Anyhow, the shameless Swiss popinjay turned up in Moscow last June for the Russia World Cup, despite having finally been dumped as FIFA president in 2015 after more than 15 years of brazen trough-tupping. He subsequently said that he felt "abandoned" by FIFA, which may be why he materialised in Moscow, just to annoy the new blazers in charge. Or maybe he was just desperate for one more drink of the old Kool-Aid that came with being the ultimate patriarch of the football family.

And it was here that he publicly floated the idea of England hosting the 2030 show - but crucially not just England alone. It would appear that Blatter at the time had been privy to some speculation from inside the cloisters of FIFA headquarters in Zurich. "I think that England, or the islands, they deserve to organise the World Cup," he said on television. "They had it in 1966 so it's a long time ago. I spoke with one of your colleagues and he said if Wales and Scotland joined together and I said, why not Ireland? All of Ireland together. They will be a candidate I'm sure. And I think with 48 teams, you need more than one country, definitely."

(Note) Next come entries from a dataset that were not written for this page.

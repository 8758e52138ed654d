//! Strict chord label parsing.
//!
//! `normalize_symbol` accepts anything; this parser is the gate that decides whether
//! a MIDI text event is a chord label at all. It accepts a root letter, an optional
//! accidental, a tail made only of quality tokens, and an optional slash bass.

use std::collections::BTreeSet;
use std::fmt;

use once_cell::sync::Lazy;
use regex::Regex;
use serde::Serialize;

use super::normalize::{clean_glyphs, normalize_tail};
use super::{root_pitch_class, sharpen_root};
use crate::error::{Result, TimelineError};

static LABEL: Lazy<Regex> = Lazy::new(|| {
    Regex::new(
        r"^([A-Ga-g])([#b]?)((?:maj|min|dim|aug|sus|add|alt|no|m|M|[0-9]|[#b+\-°ø(),])*)(?:/([A-Ga-g][#b]?))?$",
    )
    .expect("static regex")
});

const MAJOR_TRIAD: &[u8] = &[0, 4, 7];

/// Quality prefixes and their intervals above the root, most specific first.
const QUALITY_INTERVALS: [(&str, &[u8]); 15] = [
    ("maj7", &[0, 4, 7, 11]),
    ("maj", &[0, 4, 7]),
    ("m7b5", &[0, 3, 6, 10]),
    ("m7", &[0, 3, 7, 10]),
    ("-7", &[0, 3, 7, 10]),
    ("m", &[0, 3, 7]),
    ("-", &[0, 3, 7]),
    ("dim7", &[0, 3, 6, 9]),
    ("dim", &[0, 3, 6]),
    ("sus2", &[0, 2, 7]),
    ("sus4", &[0, 5, 7]),
    ("sus", &[0, 5, 7]),
    ("7", &[0, 4, 7, 10]),
    ("#5", &[0, 4, 8]),
    ("5", &[0, 7]),
];

/// A parsed chord label in canonical spelling.
#[derive(Debug, Clone, PartialEq, Eq, Serialize)]
pub struct ChordSymbol {
    /// Sharp-spelled root, e.g. `"A#"`.
    pub root: String,
    /// Normalized quality suffix, e.g. `"maj7"`; empty for a major triad.
    pub quality: String,
    /// Sharp-spelled slash bass.
    pub bass: Option<String>,
}

impl ChordSymbol {
    pub fn root_pitch_class(&self) -> Option<u8> {
        root_pitch_class(&self.root)
    }

    /// Sorted pitch classes of the chord's basic shape plus its slash bass.
    ///
    /// Extensions beyond the seventh are ignored; an unrecognized quality reads
    /// as a major triad.
    ///
    /// # Examples
    /// ```
    /// use chartgrid::chord::parse_chord_label;
    ///
    /// let chord = parse_chord_label("Am7/G").unwrap();
    /// assert_eq!(chord.pitch_classes(), Some(vec![0, 4, 7, 9]));
    /// ```
    pub fn pitch_classes(&self) -> Option<Vec<u8>> {
        let root = self.root_pitch_class()?;
        let intervals = QUALITY_INTERVALS
            .iter()
            .find(|(prefix, _)| self.quality.starts_with(prefix))
            .map_or(MAJOR_TRIAD, |(_, iv)| *iv);

        let mut pcs: BTreeSet<u8> = intervals.iter().map(|iv| (root + iv) % 12).collect();
        if let Some(bass) = self.bass.as_deref().and_then(root_pitch_class) {
            pcs.insert(bass);
        }
        Some(pcs.into_iter().collect())
    }
}

impl fmt::Display for ChordSymbol {
    fn fmt(&self, f: &mut fmt::Formatter<'_>) -> fmt::Result {
        write!(f, "{}{}", self.root, self.quality)?;
        if let Some(bass) = &self.bass {
            write!(f, "/{}", bass)?;
        }
        Ok(())
    }
}

/// Parse a chord label, rejecting text that is not chord notation.
///
/// # Errors
/// `UnparseableChordLabel` when the text is empty, does not start with a root
/// letter, or carries a tail that is not made of quality tokens (`"Chorus"`).
///
/// # Examples
/// ```
/// use chartgrid::chord::parse_chord_label;
///
/// let chord = parse_chord_label("Bbm7/F").unwrap();
/// assert_eq!(chord.to_string(), "A#m7/F");
/// assert!(parse_chord_label("Chorus").is_err());
/// ```
pub fn parse_chord_label(text: &str) -> Result<ChordSymbol> {
    let cleaned = clean_glyphs(text).replace(' ', "");
    let caps = LABEL
        .captures(&cleaned)
        .ok_or_else(|| TimelineError::UnparseableChordLabel(text.to_string()))?;
    // A bare lowercase letter is a word ("a", "e"), not a chord.
    let bare = caps.get(2).map_or(true, |m| m.is_empty())
        && caps.get(3).map_or(true, |m| m.is_empty())
        && caps.get(4).is_none();
    if bare && caps[1].starts_with(|c: char| c.is_ascii_lowercase()) {
        return Err(TimelineError::UnparseableChordLabel(text.to_string()));
    }

    let root = format!("{}{}", caps[1].to_ascii_uppercase(), &caps[2]);
    let quality = normalize_tail(caps.get(3).map_or("", |m| m.as_str()));
    let bass = caps.get(4).map(|m| {
        let mut chars = m.as_str().chars();
        let letter = chars.next().map(|c| c.to_ascii_uppercase()).unwrap_or('C');
        let spelled: String = std::iter::once(letter).chain(chars).collect();
        sharpen_root(&spelled).to_string()
    });

    Ok(ChordSymbol {
        root: sharpen_root(&root).to_string(),
        quality,
        bass,
    })
}

/// True when `text` parses as a chord label.
pub fn is_chord_label(text: &str) -> bool {
    parse_chord_label(text).is_ok()
}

Three weeks ago UEFA's president, the Slovenian Aleksander Ceferin, added serious ballast to the notion. "I think it would be a very wise idea," he stated in Monaco. "The infrastructure in the UK is very good and in a way if more countries bid there is more chance to win. I think after all these years it's time for that part of Europe to get the World Cup."

He attached one significant condition, which if anything would consolidate the Anglo-Irish venture. "The only thing I will insist is that we have only one European bid. I don't want Europe to be divided because of a World Cup bid, and if there was more than one it would be divided as the voting is public. I don't want people to choose between one and another European bidder."

The FA in England, seemingly undeterred by those previous traumas, had by then begun a "feasibility study" of the project. Last Wednesday the FAI revealed in a brief statement that it would join the English, Welsh, Scottish and Northern Irish FAs in this preparatory study.

In South America, a joint bid combining Uruguay, Argentina and Paraguay is also taking shape. Part of its appeal will be sentimental, and none the worse for it. Uruguay hosted the first World Cup in 1930 and the prospect of a return there for the 100th anniversary would add a layer of much-needed romance to what has become a blatantly corporate extravaganza. Other bids from across the world will presumably emerge in the near future.

Minimum stadium capacity for group games at a World Cup is 40,000. Windsor Park in Belfast has maximum of 18,000 which means that Northern Ireland will probably be a non-runner. Croke Park, the Aviva Stadium and Páirc Uí Chaoimh would presumably tick every box. The Euro 2020 finals will be scattered around cities across the continent, including Dublin where the Aviva Stadium will hold four games.

The decision for 2030 will be made at FIFA Congress in Doha in 2022, presuming that Qatar has survived until then as the World Cup venue, and presuming that everyone else has survived by that stage too.